» **DIRECTIONS**
Wherever "Receiver" shows up in the records below, copy the whole line.

(Saved entries)
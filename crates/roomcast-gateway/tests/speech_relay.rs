//! Speech transcription fan-out through the relay.

#![allow(clippy::unwrap_used)]
#![allow(clippy::expect_used)]
#![allow(clippy::panic)]

use std::sync::Arc;

use async_trait::async_trait;
use axum::extract::ws::Message;
use tokio::sync::mpsc;
use tokio::time::{timeout, Duration};

use roomcast_core::error::{Result, RoomcastError};
use roomcast_core::infer::{Transcriber, TranscriptUpdate};
use roomcast_gateway::relay::{ConnectionLifecycle, RelayCore};
use roomcast_gateway::services::SpeechService;

/// Emits a fixed partial, then a final utterance on the third chunk.
#[derive(Default)]
struct ScriptedTranscriber {
    chunks: usize,
}

#[async_trait]
impl Transcriber for ScriptedTranscriber {
    async fn accept(&mut self, pcm: &[u8]) -> Result<TranscriptUpdate> {
        if pcm.len() % 2 != 0 {
            return Err(RoomcastError::Inference("truncated pcm sample".into()));
        }
        self.chunks += 1;
        if self.chunks % 3 == 0 {
            Ok(TranscriptUpdate {
                text: "hello world".into(),
                utterance_end: true,
            })
        } else {
            Ok(TranscriptUpdate {
                text: "hello".into(),
                utterance_end: false,
            })
        }
    }
}

struct Subscriber {
    _lifecycle: ConnectionLifecycle,
    rx: mpsc::Receiver<Message>,
}

fn subscribe(core: &Arc<RelayCore>, room: &str, user: &str) -> Subscriber {
    let (tx, rx) = mpsc::channel(16);
    let mut lifecycle = ConnectionLifecycle::new(Arc::clone(core), room, user);
    lifecycle.open(tx).expect("open failed");
    Subscriber {
        _lifecycle: lifecycle,
        rx,
    }
}

async fn recv_text(rx: &mut mpsc::Receiver<Message>) -> String {
    match timeout(Duration::from_millis(100), rx.recv()).await {
        Ok(Some(Message::Text(s))) => s,
        other => panic!("expected text frame, got {other:?}"),
    }
}

#[tokio::test]
async fn utterance_broadcasts_to_transcription_room() {
    let core = Arc::new(RelayCore::new());
    let svc = SpeechService::new(Arc::clone(&core), "transcription".into());
    let mut b = subscribe(&core, "transcription", "b");
    let mut c = subscribe(&core, "transcription", "c");

    let mut t = ScriptedTranscriber::default();
    let chunk = vec![0u8; 320];

    // partials stay local to the speaker
    let u1 = svc.ingest("a", &mut t, &chunk).await.unwrap();
    assert!(!u1.utterance_end);
    let u2 = svc.ingest("a", &mut t, &chunk).await.unwrap();
    assert!(!u2.utterance_end);
    assert!(b.rx.try_recv().is_err());
    assert!(c.rx.try_recv().is_err());

    // the completed utterance fans out
    let u3 = svc.ingest("a", &mut t, &chunk).await.unwrap();
    assert!(u3.utterance_end);
    assert_eq!(recv_text(&mut b.rx).await, "hello world");
    assert_eq!(recv_text(&mut c.rx).await, "hello world");
}

#[tokio::test]
async fn speaker_does_not_receive_own_utterance() {
    let core = Arc::new(RelayCore::new());
    let svc = SpeechService::new(Arc::clone(&core), "transcription".into());

    // the speaker also subscribes to the transcription room
    let mut a = subscribe(&core, "transcription", "a");
    let mut b = subscribe(&core, "transcription", "b");

    let mut t = ScriptedTranscriber::default();
    let chunk = vec![0u8; 320];
    for _ in 0..3 {
        svc.ingest("a", &mut t, &chunk).await.unwrap();
    }

    assert_eq!(recv_text(&mut b.rx).await, "hello world");
    assert!(a.rx.try_recv().is_err());
}

#[tokio::test]
async fn inference_error_stays_with_the_caller() {
    let core = Arc::new(RelayCore::new());
    let svc = SpeechService::new(Arc::clone(&core), "transcription".into());
    let mut b = subscribe(&core, "transcription", "b");

    let mut t = ScriptedTranscriber::default();

    let err = svc
        .ingest("a", &mut t, &[0u8; 3])
        .await
        .expect_err("odd-length pcm must fail");
    assert_eq!(err.client_code().as_str(), "INFERENCE_FAILED");
    assert!(b.rx.try_recv().is_err());

    // the relay keeps working for the same stream afterwards
    let chunk = vec![0u8; 320];
    for _ in 0..3 {
        svc.ingest("a", &mut t, &chunk).await.unwrap();
    }
    assert_eq!(recv_text(&mut b.rx).await, "hello world");
}

#[tokio::test]
async fn empty_final_text_is_not_broadcast() {
    struct SilentTranscriber;

    #[async_trait]
    impl Transcriber for SilentTranscriber {
        async fn accept(&mut self, _pcm: &[u8]) -> Result<TranscriptUpdate> {
            Ok(TranscriptUpdate {
                text: String::new(),
                utterance_end: true,
            })
        }
    }

    let core = Arc::new(RelayCore::new());
    let svc = SpeechService::new(Arc::clone(&core), "transcription".into());
    let mut b = subscribe(&core, "transcription", "b");

    let mut t = SilentTranscriber;
    let update = svc.ingest("a", &mut t, &[0u8; 64]).await.unwrap();
    assert!(update.utterance_end);
    assert!(b.rx.try_recv().is_err());
}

» **ANSWER SPACE**
    rx: mpsc::Receiver<Message>,
async fn recv_text(rx: &mut mpsc::Receiver<Message>) -> String {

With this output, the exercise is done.